Motivation
Sprachdaten, wie Äußerungen in einem Dialog, Sätze und Absätze in einem größeren Text oder Dokumente in einer Dokumentensammlung, sind immer eingebettet in einen Ko(n)text. Er besteht aus dem umgebenden Text, d. h. dem sprachlichen Kontext (Kotext) und dem außersprachlichen Kontext. Dieser umfasst Hintergrundwissen, Schlussfolgerungen basierend auf Allgemeinwissen, sowie den situativen Kontext, der einem sprachlichen Ereignis zugrunde liegt. Hierzu gehören gegebenenfalls auch visuelle Informationen der Teilnehmer an einem sprachlichen Austausch wie Mimik, Gesten und vieles mehr. Dieser komplexe Kontext wirkt sich stark auf die Funktion und Interpretation eines bestimmten Sprachelements aus. Traditionell konzentrierte sich ein großer Teil der Verarbeitung natürlicher Sprache („Natural Language Processing“, NLP) nur auf das spezifische Datenelement, das verarbeitet wurde, ohne den Ko(n)text zu berücksichtigen, da die Verarbeitung in NLP meistens auf Satzebene stattfindet.
Ziele und Vorgehen
In CORA4NLP soll die Bildung von neuronalen Netzen zur Verarbeitung von Text im Zusammenhang mit dem sprachlichen und dem außersprachlichen Kontext erforscht werden. Jüngste Fortschritte bei auf tiefem Lernen basierten NLP-Ansätzen haben zu wesentlich verbesserten Modellierungstechniken bei der Erfassung und Integration von Ko(n)text geführt.
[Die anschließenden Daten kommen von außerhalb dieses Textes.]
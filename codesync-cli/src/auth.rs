//! Credentials for the code-generation service.
//!
//! Read from `~/.codesync.auth` (JSON), with `CODESYNC_HOST`,
//! `CODESYNC_USER` and `CODESYNC_TOKEN` taking precedence.

use std::path::{Path, PathBuf};

use anyhow::{Context, Result};
use serde::{Deserialize, Serialize};

pub const AUTH_FILE_NAME: &str = ".codesync.auth";
pub const DEFAULT_HOST: &str = "http://localhost:3003";

#[derive(Debug, Clone, PartialEq, Eq, Default, Serialize, Deserialize)]
#[serde(rename_all = "camelCase")]
pub struct AuthConfig {
    #[serde(default)]
    pub host: String,
    #[serde(default)]
    pub user: String,
    #[serde(default)]
    pub token: String,
}

impl AuthConfig {
    pub fn is_complete(&self) -> bool {
        !self.user.is_empty() && !self.token.is_empty()
    }
}

pub fn auth_path() -> Result<PathBuf> {
    let home = dirs::home_dir().context("could not determine home directory")?;
    Ok(home.join(AUTH_FILE_NAME))
}

/// Load credentials; a missing file yields empty values.
pub fn load_from(path: &Path) -> Result<AuthConfig> {
    let mut auth = if path.exists() {
        let raw = std::fs::read_to_string(path)
            .with_context(|| format!("cannot read {}", path.display()))?;
        serde_json::from_str(&raw).with_context(|| format!("invalid JSON in {}", path.display()))?
    } else {
        AuthConfig::default()
    };

    let env = |key: &str| std::env::var(key).ok().filter(|v| !v.is_empty());
    if let Some(host) = env("CODESYNC_HOST") {
        auth.host = host;
    }
    if let Some(user) = env("CODESYNC_USER") {
        auth.user = user;
    }
    if let Some(token) = env("CODESYNC_TOKEN") {
        auth.token = token;
    }
    if auth.host.is_empty() {
        auth.host = DEFAULT_HOST.to_owned();
    }
    Ok(auth)
}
Trotz dieser Fortschritte steht die Beantwortung vieler Forschungsfragen aus CORA4NLP noch ganz am Anfang: Unklar ist immer noch, wie Hintergrundwissen und Schlussfolgern mit Allgemeinwissen am besten in die Modelle integriert werden kann, um die „oberflächlichen“ Sprachdaten richtig zu interpretieren. Eine Herausforderung dabei ist das Schlussfolgern über breite Ko- und Kontexte. Eine zweite besteht darin, neue und ressourcenarme Ko(n)texte anzupassen, indem unbekannte oder teils bekannte Ko- und Kontexte automatisch ergänzt werden. Darüber hinaus ändern sich im Laufe von Kommunikation ständig Ko- und Kontexte, weshalb im Vorhaben die kontinuierliche Anpassung an und Verallgemeinerung über sich entwickelnde Ko(n)texte untersucht und in die Modellierung eingebracht wird.
Innovationen und Perspektiven
Die Ergebnisse dieser Forschung werden in speziellen Anwendungsgebieten der Informationsextraktion, der Fragebeantwortung, der maschinellen Übersetzung und der Dialogführung validiert.